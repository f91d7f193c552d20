//! Total-row-count estimation for remote CSV files
//!
//! The total feeds the page count only. It is filter-independent and is
//! memoized per URL, so the expensive whole-file read happens at most once
//! per URL per TTL window.

use crate::cache::{total_key, CacheStore};
use crate::error::Result;
use crate::fetcher::RemoteFetcher;
use crate::metrics::PagerMetrics;
use tracing::{debug, info, warn};

/// Count data rows in a raw CSV body
///
/// Newline-delimited lines minus one for the header. Deliberately an
/// approximation of "records": trailing blank lines and embedded newlines
/// inside quoted fields are not corrected for.
pub fn count_data_rows(body: &str) -> u64 {
    (body.split('\n').count() as u64).saturating_sub(1)
}

/// Cache-backed estimator for a URL's total data-row count
pub struct RowCountEstimator {
    ttl_secs: u64,
    metrics: PagerMetrics,
}

impl RowCountEstimator {
    /// Create an estimator writing totals with the given TTL
    pub fn new(ttl_secs: u64, metrics: PagerMetrics) -> Self {
        RowCountEstimator { ttl_secs, metrics }
    }

    /// Estimate the total data-row count for a URL
    ///
    /// Returns the cached total when present. On a miss, fetches the entire
    /// remote body, counts rows, writes the total through with the TTL and
    /// returns it. A failed cache read degrades to a miss; a failed cache
    /// write is logged and ignored. Fetch failures propagate.
    pub async fn estimate(
        &self,
        fetcher: &RemoteFetcher,
        store: &mut dyn CacheStore,
        url: &str,
    ) -> Result<u64> {
        let key = total_key(url);

        match store.get(&key).await {
            Ok(Some(cached)) => match cached.parse::<u64>() {
                Ok(total) => {
                    debug!("Row total cache hit url={} total={}", url, total);
                    self.metrics.record_cache_hit("total");
                    return Ok(total);
                }
                Err(_) => {
                    warn!(
                        "Row total cache entry for url={} is not an integer ('{}'), recomputing",
                        url, cached
                    );
                }
            },
            Ok(None) => {
                debug!("Row total cache miss url={}", url);
            }
            Err(e) => {
                warn!("Row total cache read failed, treating as miss: {}", e);
            }
        }
        self.metrics.record_cache_miss("total");

        let body = fetcher.fetch_text(url).await?;
        self.metrics.record_fetch("buffered");
        let total = count_data_rows(&body);
        info!("Counted {} data rows for url={}", total, url);

        if let Err(e) = store.set(&key, &total.to_string(), self.ttl_secs).await {
            warn!("Row total cache write failed, continuing: {}", e);
        }

        Ok(total)
    }
}
//! csv-pager
//!
//! A small HTTP service that serves windowed, optionally filtered, paginated
//! views over large CSV files living at remote URLs — without materializing a
//! whole file per response and without re-downloading it on every request.
//!
//! # Overview
//!
//! A request names a remote `.csv` URL, a 1-based page, a page size and an
//! optional substring filter. The service streams the remote file, parses
//! only as far as the requested row window, filters the windowed rows, and
//! responds with the selected records plus an exact page count. Fully
//! computed pages and per-URL row totals are written through to a Redis cache
//! with a shared TTL, so repeated requests within the TTL never touch the
//! origin.
//!
//! # Architecture
//!
//! - [`RequestValidator`]: checks and normalizes inbound parameters in a
//!   fixed, observable order
//! - [`CacheProvider`] / [`CacheStore`]: per-request handles on the key-value
//!   store (Redis in production, in-memory for tests)
//! - [`RemoteFetcher`]: buffered and streamed HTTP GETs under one hard timeout
//! - [`RowCountEstimator`]: cache-backed total-row count per URL
//! - [`csv_window::read_window`]: the streaming windowed parse with
//!   post-window filtering
//! - [`pagination::page_count`]: pure page arithmetic
//! - [`PagerService`]: composes the above and owns the write-through cache
//!   key scheme
//! - [`HttpServer`]: the `/api` read endpoint (GET and POST), `/health` and
//!   `/metrics`
//!
//! # Quick Start
//!
//! ```rust,no_run
//! use csv_pager::{MemoryProvider, PagerConfig, PagerMetrics, PagerService};
//! use std::sync::Arc;
//!
//! # fn main() -> Result<(), Box<dyn std::error::Error>> {
//! let config = Arc::new(PagerConfig::default());
//! let cache = Arc::new(MemoryProvider::new());
//! let metrics = PagerMetrics::new()?;
//! let service = PagerService::new(config, cache, metrics)?;
//! # let _ = service;
//! # Ok(())
//! # }
//! ```
//!
//! # Caching
//!
//! Two logical namespaces share one TTL but expire on independent clocks: a
//! page entry can outlive the row total it was derived from. Cache failures
//! never fail a request — reads degrade to misses and writes are dropped.
//!
//! # Known couplings
//!
//! The filter applies after windowing and the page count derives from the
//! unfiltered total, so a filtered page may report a page count that
//! overstates how many pages contain matches. This mirrors the windowing
//! contract deliberately; see DESIGN.md.

pub mod cache;
pub mod config;
pub mod csv_window;
pub mod error;
pub mod fetcher;
pub mod http_server;
pub mod metrics;
pub mod models;
pub mod pagination;
pub mod row_counter;
pub mod service;
pub mod validator;

// Re-export commonly used types
pub use cache::{CacheProvider, CacheStore, MemoryProvider, RedisProvider};
pub use config::{PagerConfig, RedisConfig};
pub use error::{PagerError, Result};
pub use fetcher::RemoteFetcher;
pub use http_server::HttpServer;
pub use metrics::PagerMetrics;
pub use models::{CsvRecord, PageRequest, PageResponse, RowWindow, MANDATORY_HEADERS};
pub use row_counter::RowCountEstimator;
pub use service::PagerService;
pub use validator::{RawPageRequest, RequestValidator, Surface};
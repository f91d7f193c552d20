//! Pagination arithmetic
//!
//! Derives the page count reported alongside every page of results.

/// Number of pages needed to cover `total` data rows at `limit` rows per page
///
/// Exactly `total / limit` when the total divides evenly, otherwise one more
/// page for the remainder. A total of zero yields zero pages.
///
/// The total here is always the unfiltered row count: an active filter does
/// not change the reported page count.
pub fn page_count(total: u64, limit: u64) -> u64 {
    if total % limit == 0 {
        total / limit
    } else {
        total / limit + 1
    }
}
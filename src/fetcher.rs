//! Remote fetcher for retrieving CSV bodies from origin servers

use crate::error::{PagerError, Result};
use futures::TryStreamExt;
use reqwest::Client;
use std::time::Duration;
use tokio::io::AsyncRead;
use tokio_util::io::StreamReader;
use tracing::{debug, warn};

/// Fetches remote CSV files, buffered or streamed, under one hard timeout
///
/// The timeout covers the whole exchange including body transfer, for both
/// modes. No retries: a fetch either succeeds or surfaces as an upstream
/// error.
pub struct RemoteFetcher {
    client: Client,
}

impl RemoteFetcher {
    /// Create a new RemoteFetcher with the given hard timeout
    pub fn new(timeout: Duration) -> Result<Self> {
        let client = Client::builder()
            .timeout(timeout)
            .build()
            .map_err(|e| PagerError::Fetch(format!("failed to create HTTP client: {}", e)))?;

        Ok(RemoteFetcher { client })
    }

    /// Fetch the entire remote body as text
    ///
    /// Used only by the row-count estimator when no cached total exists; this
    /// is the expensive path that reads the whole resource.
    pub async fn fetch_text(&self, url: &str) -> Result<String> {
        debug!("Buffered fetch url={}", url);

        let response = self.client.get(url).send().await.map_err(|e| {
            warn!("Buffered fetch failed for url={}: {}", url, e);
            PagerError::from(e)
        })?;

        let status = response.status();
        if !status.is_success() {
            warn!("Origin returned non-2xx for url={}: status={}", url, status);
            return Err(PagerError::from_origin_status(status.as_u16()));
        }

        let body = response.text().await?;
        debug!("Buffered fetch complete url={} bytes={}", url, body.len());
        Ok(body)
    }

    /// Fetch the remote body as an incrementally-readable byte source
    ///
    /// The returned reader is single-pass and non-restartable; the consumer
    /// may stop pulling early without reading the remainder of the file.
    pub async fn fetch_stream(&self, url: &str) -> Result<impl AsyncRead + Send + Unpin> {
        debug!("Streamed fetch url={}", url);

        let response = self.client.get(url).send().await.map_err(|e| {
            warn!("Streamed fetch failed for url={}: {}", url, e);
            PagerError::from(e)
        })?;

        let status = response.status();
        if !status.is_success() {
            warn!("Origin returned non-2xx for url={}: status={}", url, status);
            return Err(PagerError::from_origin_status(status.as_u16()));
        }

        let stream = response
            .bytes_stream()
            .map_err(|e| std::io::Error::new(std::io::ErrorKind::Other, e));

        Ok(StreamReader::new(stream))
    }
}

#[cfg(test)]
mod tests {
    use super::*;

    #[test]
    fn test_fetcher_creation() {
        let fetcher = RemoteFetcher::new(Duration::from_millis(5000));
        assert!(fetcher.is_ok());
    }

    #[tokio::test]
    async fn test_fetch_text_invalid_url() {
        let fetcher = RemoteFetcher::new(Duration::from_millis(5000)).unwrap();
        let result = fetcher.fetch_text("not-a-valid-url").await;
        assert!(result.is_err());
    }

    #[tokio::test]
    async fn test_fetch_stream_invalid_url() {
        let fetcher = RemoteFetcher::new(Duration::from_millis(5000)).unwrap();
        let result = fetcher.fetch_stream("not-a-valid-url").await;
        assert!(result.is_err());
    }
}
//! HTTP surface for the paginated-read service
//!
//! Exposes the read endpoint at `/api` via both a query-parameter GET and a
//! JSON-body POST (functionally equivalent apart from the per-surface
//! validation defaults), plus `/health` and `/metrics`.

use crate::error::PagerError;
use crate::models::PageResponse;
use crate::service::PagerService;
use crate::validator::{RawPageRequest, Surface};
use http_body_util::{BodyExt, Full};
use hyper::body::Bytes;
use hyper::server::conn::http1;
use hyper::service::service_fn;
use hyper::{Method, Request, Response, StatusCode};
use hyper_util::rt::TokioIo;
use serde::Deserialize;
use std::net::SocketAddr;
use std::sync::Arc;
use tokio::net::TcpListener;
use tracing::{error, info};

/// HTTP server wrapping a [`PagerService`]
pub struct HttpServer {
    service: Arc<PagerService>,
    addr: SocketAddr,
}

impl HttpServer {
    /// Create a new server for the given service and bind address
    pub fn new(service: Arc<PagerService>, addr: SocketAddr) -> Self {
        Self { service, addr }
    }

    /// Start serving requests
    ///
    /// Runs until the process is terminated; each accepted connection is
    /// served on its own task.
    pub async fn start(self) -> Result<(), Box<dyn std::error::Error + Send + Sync>> {
        let listener = TcpListener::bind(self.addr).await?;
        info!("csv-pager listening on http://{}", self.addr);
        info!("Read endpoint at http://{}/api", self.addr);

        loop {
            let (stream, _) = listener.accept().await?;
            let io = TokioIo::new(stream);
            let service = Arc::clone(&self.service);

            tokio::task::spawn(async move {
                let handler = service_fn(move |req| {
                    let service = Arc::clone(&service);
                    async move { handle_request(req, service).await }
                });

                if let Err(err) = http1::Builder::new().serve_connection(io, handler).await {
                    error!("Error serving connection: {:?}", err);
                }
            });
        }
    }
}

/// Route one incoming request
async fn handle_request(
    req: Request<hyper::body::Incoming>,
    service: Arc<PagerService>,
) -> Result<Response<Full<Bytes>>, hyper::Error> {
    match (req.method(), req.uri().path()) {
        (&Method::GET, "/api") => {
            let raw = raw_from_query(req.uri().query().unwrap_or(""));
            Ok(page_response(service.handle(raw, Surface::Query).await))
        }
        (&Method::POST, "/api") => {
            let body = req.into_body().collect().await?.to_bytes();
            match raw_from_body(&body) {
                Ok(raw) => Ok(page_response(service.handle(raw, Surface::Body).await)),
                Err(message) => Ok(error_response(StatusCode::BAD_REQUEST, &message)),
            }
        }
        (&Method::GET, "/health") => Ok(health_response()),
        (&Method::GET, "/metrics") => Ok(metrics_response(&service)),
        _ => Ok(not_found_response()),
    }
}

/// Assemble raw request fields from a query string
///
/// The first occurrence of each recognized parameter wins; values stay
/// strings so the validator owns all interpretation.
fn raw_from_query(query: &str) -> RawPageRequest {
    let mut raw = RawPageRequest::default();
    for (key, value) in url::form_urlencoded::parse(query.as_bytes()) {
        match key.as_ref() {
            "url" if raw.url.is_none() => raw.url = Some(value.into_owned()),
            "limit" if raw.limit.is_none() => raw.limit = Some(value.into_owned()),
            "page" if raw.page.is_none() => raw.page = Some(value.into_owned()),
            "filter" if raw.filter.is_none() => raw.filter = Some(value.into_owned()),
            _ => {}
        }
    }
    raw
}

/// Request body shape for the POST surface
///
/// `limit` and `page` accept JSON numbers or strings; either way they reach
/// the validator as strings. JSON null counts as absent.
#[derive(Deserialize)]
struct BodyFields {
    url: Option<String>,
    limit: Option<serde_json::Value>,
    page: Option<serde_json::Value>,
    filter: Option<String>,
}

fn value_to_string(value: serde_json::Value) -> Option<String> {
    match value {
        serde_json::Value::Null => None,
        serde_json::Value::String(s) => Some(s),
        serde_json::Value::Number(n) => Some(n.to_string()),
        // Anything else stringifies and fails numeric validation downstream
        other => Some(other.to_string()),
    }
}

/// Assemble raw request fields from a JSON request body
fn raw_from_body(body: &[u8]) -> Result<RawPageRequest, String> {
    let fields: BodyFields = serde_json::from_slice(body)
        .map_err(|_| "request body should be valid JSON".to_string())?;

    Ok(RawPageRequest {
        url: fields.url,
        limit: fields.limit.and_then(value_to_string),
        page: fields.page.and_then(value_to_string),
        filter: fields.filter,
    })
}

/// Render a service result as an HTTP response
///
/// Success is the page as JSON; failures carry the error's display message in
/// `{"error": ...}` with the status the error maps to.
fn page_response(result: Result<PageResponse, PagerError>) -> Response<Full<Bytes>> {
    match result {
        Ok(page) => match serde_json::to_vec(&page) {
            Ok(body) => json_response(StatusCode::OK, body),
            Err(e) => {
                error!("Failed to encode response: {}", e);
                error_response(StatusCode::INTERNAL_SERVER_ERROR, "Internal server error")
            }
        },
        Err(e) => {
            let status = StatusCode::from_u16(e.to_http_status())
                .unwrap_or(StatusCode::INTERNAL_SERVER_ERROR);
            error_response(status, &e.to_string())
        }
    }
}

fn json_response(status: StatusCode, body: Vec<u8>) -> Response<Full<Bytes>> {
    Response::builder()
        .status(status)
        .header("Content-Type", "application/json")
        .body(Full::new(Bytes::from(body)))
        .unwrap()
}

fn error_response(status: StatusCode, message: &str) -> Response<Full<Bytes>> {
    let body = serde_json::json!({ "error": message });
    json_response(status, body.to_string().into_bytes())
}

fn health_response() -> Response<Full<Bytes>> {
    json_response(
        StatusCode::OK,
        br#"{"status":"healthy"}"#.to_vec(),
    )
}

fn metrics_response(service: &PagerService) -> Response<Full<Bytes>> {
    match service.metrics().export() {
        Ok(body) => Response::builder()
            .status(StatusCode::OK)
            .header("Content-Type", "text/plain; version=0.0.4; charset=utf-8")
            .body(Full::new(Bytes::from(body)))
            .unwrap(),
        Err(e) => {
            error!("Failed to export metrics: {}", e);
            error_response(StatusCode::INTERNAL_SERVER_ERROR, "Internal server error")
        }
    }
}

fn not_found_response() -> Response<Full<Bytes>> {
    error_response(StatusCode::NOT_FOUND, "Not found")
}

■ **Exercise description**
Copy out every line of the listing that contains the string "plus".

■ **Task solution**
//! responds with the selected records plus an exact page count. Fully
//! validation defaults), plus `/health` and `/metrics`.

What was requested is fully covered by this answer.